> **TRY IT**: Your answer should consist of the lines in the data below that contain "unique".

◆ ◆ ◆

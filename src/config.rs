use anyhow::{bail, Context};

pub const DEFAULT_TABLE_PREFIX: &str = "mdl_";

/// The site-level course, used when no course is requested.
pub const SITE_COURSE_ID: i64 = 1;

#[derive(Debug, Clone, PartialEq, Eq)]
pub struct DatabaseConfig {
    pub url: String,
    pub table_prefix: String,
}

impl DatabaseConfig {
    pub fn from_env() -> anyhow::Result<Self> {
        let url = std::env::var("DATABASE_URL")
            .context("DATABASE_URL must be set to the platform's Postgres instance")?;
        let prefix = std::env::var("MOODLE_TABLE_PREFIX").ok();
        Self::new(url, prefix)
    }

    pub fn new(url: String, table_prefix: Option<String>) -> anyhow::Result<Self> {
        let table_prefix = table_prefix.unwrap_or_else(|| DEFAULT_TABLE_PREFIX.to_string());

        if table_prefix.is_empty() {
            bail!("MOODLE_TABLE_PREFIX must not be empty");
        }
        if !table_prefix
            .chars()
            .all(|c| c.is_ascii_lowercase() || c.is_ascii_digit() || c == '_')
        {
            bail!("MOODLE_TABLE_PREFIX may only contain lowercase letters, digits and '_'");
        }

        Ok(Self { url, table_prefix })
    }
}

#[cfg(test)]
mod tests {
    use super::*;

    #[test]
    fn prefix_defaults_to_mdl() {
        let config = DatabaseConfig::new("postgres://localhost/moodle".to_string(), None).unwrap();
        assert_eq!(config.table_prefix, "mdl_");
    }

    #[test]
    fn custom_prefix_is_kept() {
        let config = DatabaseConfig::new(
            "postgres://localhost/moodle".to_string(),
            Some("m2_".to_string()),
        )
        .unwrap();
        assert_eq!(config.table_prefix, "m2_");
    }

    #[test]
    fn empty_prefix_is_rejected() {
        let err = DatabaseConfig::new(
            "postgres://localhost/moodle".to_string(),
            Some(String::new()),
        )
        .unwrap_err();
        assert!(err.to_string().contains("must not be empty"));
    }

    #[test]
    fn prefix_with_punctuation_is_rejected() {
        let result = DatabaseConfig::new(
            "postgres://localhost/moodle".to_string(),
            Some("mdl;".to_string()),
        );
        assert!(result.is_err());
    }
}
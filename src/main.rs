use std::path::PathBuf;
use std::time::Duration;

use anyhow::{bail, Context};
use clap::{Parser, ValueEnum};
use tracing::{info, warn};
use tracing_subscriber::{fmt, EnvFilter};

mod config;
mod db;
mod indicators;
mod memory;
mod models;
mod report;
mod store;

use config::{DatabaseConfig, SITE_COURSE_ID};
use db::PgStore;
use indicators::IndicatorEngine;
use memory::MemoryStore;
use store::IndicatorStore;

#[derive(Clone, Copy, Debug, PartialEq, Eq, ValueEnum)]
enum Format {
    Html,
    Markdown,
    Json,
    Csv,
}

#[derive(Parser)]
#[command(name = "course-indicators")]
#[command(about = "Course activity indicators summary for a learning platform", long_about = None)]
struct Cli {
    /// Course to report on
    #[arg(long, default_value_t = SITE_COURSE_ID)]
    course: i64,
    #[arg(long, value_enum, default_value_t = Format::Html)]
    format: Format,
    /// Output file, or output directory for csv. Defaults to stdout.
    #[arg(long)]
    out: Option<PathBuf>,
    /// Read tables from a JSON snapshot instead of DATABASE_URL
    #[arg(long)]
    snapshot: Option<PathBuf>,
    /// Abort the whole report after this many seconds
    #[arg(long)]
    timeout_secs: Option<u64>,
}

#[tokio::main]
async fn main() -> anyhow::Result<()> {
    if let Err(e) = fmt()
        .with_env_filter(EnvFilter::from_default_env())
        .with_writer(std::io::stderr)
        .try_init()
    {
        warn!(error = %e, "tracing init failed");
    }

    let cli = Cli::parse();

    match &cli.snapshot {
        Some(path) => {
            let store = MemoryStore::load(path)
                .with_context(|| format!("failed to load snapshot {}", path.display()))?;
            run(store, &cli).await
        }
        None => {
            let config = DatabaseConfig::from_env()?;
            let store = PgStore::connect(&config.url, &config.table_prefix)
                .await
                .context("failed to connect to Postgres")?;
            run(store, &cli).await
        }
    }
}

async fn run<S: IndicatorStore>(store: S, cli: &Cli) -> anyhow::Result<()> {
    let engine = IndicatorEngine::new(store);

    if !engine.store().course_exists(cli.course).await? {
        bail!("invalid course id {}", cli.course);
    }

    let report = match cli.timeout_secs {
        Some(secs) => {
            tokio::time::timeout(Duration::from_secs(secs), engine.build_report(cli.course))
                .await
                .with_context(|| format!("report did not finish within {secs}s"))??
        }
        None => engine.build_report(cli.course).await?,
    };

    let rendered = match cli.format {
        Format::Html => report::render_html(&report),
        Format::Markdown => report::render_markdown(&report),
        Format::Json => report::render_json(&report)?,
        Format::Csv => {
            let dir = cli
                .out
                .clone()
                .unwrap_or_else(|| PathBuf::from(format!("course-{}-indicators", cli.course)));
            let written = report::write_csv_dir(&report, &dir)?;
            info!(files = written.len(), dir = %dir.display(), "csv tables written");
            println!("Wrote {} tables to {}.", written.len(), dir.display());
            return Ok(());
        }
    };

    match &cli.out {
        Some(path) => {
            std::fs::write(path, rendered)
                .with_context(|| format!("failed to write {}", path.display()))?;
            println!("Report written to {}.", path.display());
        }
        None => print!("{rendered}"),
    }

    Ok(())
}

#[cfg(test)]
mod tests {
    use super::*;
    use crate::memory::faults::{Fault, FaultyStore};

    fn cli(course: i64, out: PathBuf, timeout_secs: Option<u64>) -> Cli {
        Cli {
            course,
            format: Format::Json,
            out: Some(out),
            snapshot: None,
            timeout_secs,
        }
    }

    #[tokio::test]
    async fn unknown_course_is_rejected_before_reporting() {
        let dir = tempfile::tempdir().unwrap();
        let out = dir.path().join("report.json");
        let store = MemoryStore {
            courses: vec![2],
            ..MemoryStore::default()
        };

        let err = run(store, &cli(9, out.clone(), None)).await.unwrap_err();

        assert_eq!(err.to_string(), "invalid course id 9");
        assert!(!out.exists());
    }

    #[tokio::test]
    async fn known_course_writes_the_report() {
        let dir = tempfile::tempdir().unwrap();
        let out = dir.path().join("report.json");
        let store = MemoryStore {
            courses: vec![2],
            ..MemoryStore::default()
        };

        run(store, &cli(2, out.clone(), None)).await.unwrap();

        let written: serde_json::Value =
            serde_json::from_str(&std::fs::read_to_string(&out).unwrap()).unwrap();
        assert_eq!(written["course_id"], 2);
    }

    #[tokio::test]
    async fn deadline_aborts_without_output() {
        let dir = tempfile::tempdir().unwrap();
        let out = dir.path().join("report.json");
        let store = FaultyStore {
            inner: MemoryStore {
                courses: vec![2],
                ..MemoryStore::default()
            },
            fault: Fault::StallUsers,
        };

        let err = run(store, &cli(2, out.clone(), Some(0))).await.unwrap_err();

        assert_eq!(err.to_string(), "report did not finish within 0s");
        assert!(!out.exists());
    }
}
//! In-process store over a JSON snapshot of the platform tables.
//!
//! Mirrors the SQL issued by [`crate::db::PgStore`] so reports can be produced
//! offline and engine behaviour can be tested without a database.

use std::collections::{BTreeMap, BTreeSet, HashSet};
use std::path::Path;

use async_trait::async_trait;
use serde::Deserialize;

use crate::models::{CourseActivity, ResourceVisualization, SubmissionRow, TimeWindow, UserRow};
use crate::store::{IndicatorStore, StoreError, SUBMITTED_STATUS, VIEWED_ACTION};

#[derive(Debug, Clone, PartialEq, Eq, Deserialize)]
pub struct MessageRecord {
    pub conversation_id: i64,
    pub from_user_id: i64,
}

#[derive(Debug, Clone, PartialEq, Eq, Deserialize)]
pub struct MembershipRecord {
    pub user_id: i64,
    pub conversation_id: i64,
}

#[derive(Debug, Clone, PartialEq, Eq, Deserialize)]
pub struct LogRecord {
    pub id: i64,
    pub course_id: i64,
    pub context_instance_id: i64,
    pub component: String,
    pub action: String,
    pub user_id: i64,
}

#[derive(Debug, Clone, PartialEq, Eq, Deserialize)]
pub struct AssignmentRecord {
    pub id: i64,
    pub course_id: i64,
}

#[derive(Debug, Clone, PartialEq, Eq, Deserialize)]
pub struct SubmissionRecord {
    pub id: i64,
    pub assignment_id: i64,
    pub user_id: i64,
    pub status: String,
}

#[derive(Debug, Clone, PartialEq, Eq, Deserialize)]
pub struct LastAccessRecord {
    pub user_id: i64,
    pub course_id: i64,
    pub time_access: i64,
}

#[derive(Debug, Clone, PartialEq, Eq, Deserialize)]
pub struct ActivityRecord {
    pub course_id: i64,
    #[serde(flatten)]
    pub activity: CourseActivity,
}

#[derive(Debug, Clone, Default, Deserialize)]
#[serde(default)]
pub struct MemoryStore {
    pub courses: Vec<i64>,
    pub users: Vec<UserRow>,
    pub messages: Vec<MessageRecord>,
    pub memberships: Vec<MembershipRecord>,
    pub logs: Vec<LogRecord>,
    pub assignments: Vec<AssignmentRecord>,
    pub submissions: Vec<SubmissionRecord>,
    pub last_access: Vec<LastAccessRecord>,
    pub activities: Vec<ActivityRecord>,
}

impl MemoryStore {
    pub fn from_json(raw: &str) -> Result<Self, StoreError> {
        Ok(serde_json::from_str(raw)?)
    }

    pub fn load(path: &Path) -> Result<Self, StoreError> {
        let raw = std::fs::read_to_string(path)?;
        Self::from_json(&raw)
    }
}

/// `LIKE 'mod_%'`: "mod" followed by at least one more character.
fn is_module_component(component: &str) -> bool {
    component.starts_with("mod") && component.chars().count() > 3
}

#[async_trait]
impl IndicatorStore for MemoryStore {
    async fn course_exists(&self, course_id: i64) -> Result<bool, StoreError> {
        Ok(self.courses.contains(&course_id))
    }

    async fn all_users(&self) -> Result<Vec<UserRow>, StoreError> {
        let mut users = self.users.clone();
        users.sort_by_key(|user| user.id);
        Ok(users)
    }

    async fn users_by_ids(&self, ids: &[i64]) -> Result<Vec<UserRow>, StoreError> {
        let wanted: HashSet<i64> = ids.iter().copied().collect();
        let mut users: Vec<UserRow> = self
            .users
            .iter()
            .filter(|user| wanted.contains(&user.id))
            .cloned()
            .collect();
        users.sort_by_key(|user| user.id);
        Ok(users)
    }

    async fn incoming_message_count(&self, user_id: i64) -> Result<i64, StoreError> {
        let count = self
            .memberships
            .iter()
            .filter(|member| member.user_id == user_id)
            .flat_map(|member| {
                self.messages
                    .iter()
                    .filter(move |message| message.conversation_id == member.conversation_id)
            })
            .filter(|message| message.from_user_id != user_id)
            .count();
        Ok(count as i64)
    }

    async fn outgoing_message_count(&self, user_id: i64) -> Result<i64, StoreError> {
        let count = self
            .messages
            .iter()
            .filter(|message| message.from_user_id == user_id)
            .count();
        Ok(count as i64)
    }

    async fn last_access_user_ids(
        &self,
        course_id: i64,
        window: Option<TimeWindow>,
    ) -> Result<Vec<i64>, StoreError> {
        let ids: BTreeSet<i64> = self
            .last_access
            .iter()
            .filter(|record| record.course_id == course_id)
            .filter(|record| window.map_or(true, |w| w.contains(record.time_access)))
            .map(|record| record.user_id)
            .collect();
        Ok(ids.into_iter().collect())
    }

    async fn course_activities(&self, course_id: i64) -> Result<Vec<CourseActivity>, StoreError> {
        Ok(self
            .activities
            .iter()
            .filter(|record| record.course_id == course_id)
            .map(|record| record.activity.clone())
            .collect())
    }

    async fn activity_interaction_counts(
        &self,
        course_id: i64,
    ) -> Result<Vec<(i64, i64)>, StoreError> {
        let unique: BTreeSet<(i64, i64)> = self
            .logs
            .iter()
            .filter(|log| log.course_id == course_id && is_module_component(&log.component))
            .map(|log| (log.context_instance_id, log.user_id))
            .collect();

        let mut counts: BTreeMap<i64, i64> = BTreeMap::new();
        for (context_instance_id, _) in unique {
            *counts.entry(context_instance_id).or_insert(0) += 1;
        }
        Ok(counts.into_iter().collect())
    }

    async fn resource_visualizations(
        &self,
        course_id: i64,
        components: &[&str],
    ) -> Result<Vec<ResourceVisualization>, StoreError> {
        let mut groups: BTreeMap<(i64, i64, String), (i64, i64)> = BTreeMap::new();

        for log in self.logs.iter().filter(|log| {
            log.course_id == course_id
                && log.action == VIEWED_ACTION
                && components.contains(&log.component.as_str())
        }) {
            let entry = groups
                .entry((log.context_instance_id, log.user_id, log.component.clone()))
                .or_insert((log.id, 0));
            entry.0 = entry.0.min(log.id);
            entry.1 += 1;
        }

        Ok(groups
            .into_iter()
            .map(
                |((context_instance_id, user_id, component), (id, visualization_count))| {
                    ResourceVisualization {
                        id,
                        context_instance_id,
                        component,
                        user_id,
                        visualization_count,
                    }
                },
            )
            .collect())
    }

    async fn submitted_assignments(
        &self,
        course_id: i64,
    ) -> Result<Vec<SubmissionRow>, StoreError> {
        let course_assignments: HashSet<i64> = self
            .assignments
            .iter()
            .filter(|assignment| assignment.course_id == course_id)
            .map(|assignment| assignment.id)
            .collect();

        let mut rows: Vec<SubmissionRow> = self
            .submissions
            .iter()
            .filter(|submission| {
                submission.status == SUBMITTED_STATUS
                    && course_assignments.contains(&submission.assignment_id)
            })
            .map(|submission| SubmissionRow {
                id: submission.id,
                user_id: submission.user_id,
            })
            .collect();
        rows.sort_by_key(|row| row.id);
        Ok(rows)
    }
}

/// Wraps a [`MemoryStore`] and injects one failure mode, for error-path tests.
#[cfg(test)]
pub mod faults {
    use std::time::Duration;

    use super::*;

    #[derive(Debug, Clone, Copy, PartialEq, Eq)]
    pub enum Fault {
        /// `course_activities` returns an error.
        FailActivities,
        /// `all_users` never finishes in practice.
        StallUsers,
    }

    pub struct FaultyStore {
        pub inner: MemoryStore,
        pub fault: Fault,
    }

    #[async_trait]
    impl IndicatorStore for FaultyStore {
        async fn course_exists(&self, course_id: i64) -> Result<bool, StoreError> {
            self.inner.course_exists(course_id).await
        }

        async fn all_users(&self) -> Result<Vec<UserRow>, StoreError> {
            if self.fault == Fault::StallUsers {
                tokio::time::sleep(Duration::from_secs(600)).await;
            }
            self.inner.all_users().await
        }

        async fn users_by_ids(&self, ids: &[i64]) -> Result<Vec<UserRow>, StoreError> {
            self.inner.users_by_ids(ids).await
        }

        async fn incoming_message_count(&self, user_id: i64) -> Result<i64, StoreError> {
            self.inner.incoming_message_count(user_id).await
        }

        async fn outgoing_message_count(&self, user_id: i64) -> Result<i64, StoreError> {
            self.inner.outgoing_message_count(user_id).await
        }

        async fn last_access_user_ids(
            &self,
            course_id: i64,
            window: Option<TimeWindow>,
        ) -> Result<Vec<i64>, StoreError> {
            self.inner.last_access_user_ids(course_id, window).await
        }

        async fn course_activities(
            &self,
            course_id: i64,
        ) -> Result<Vec<CourseActivity>, StoreError> {
            if self.fault == Fault::FailActivities {
                return Err(StoreError::InvalidIdentifier("mod-broken".to_string()));
            }
            self.inner.course_activities(course_id).await
        }

        async fn activity_interaction_counts(
            &self,
            course_id: i64,
        ) -> Result<Vec<(i64, i64)>, StoreError> {
            self.inner.activity_interaction_counts(course_id).await
        }

        async fn resource_visualizations(
            &self,
            course_id: i64,
            components: &[&str],
        ) -> Result<Vec<ResourceVisualization>, StoreError> {
            self.inner.resource_visualizations(course_id, components).await
        }

        async fn submitted_assignments(
            &self,
            course_id: i64,
        ) -> Result<Vec<SubmissionRow>, StoreError> {
            self.inner.submitted_assignments(course_id).await
        }
    }
}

◆ ◆ ◆

> **SOLUTION TO THE EXERCISE**:
        let unique: BTreeSet<(i64, i64)> = self
        for (context_instance_id, _) in unique {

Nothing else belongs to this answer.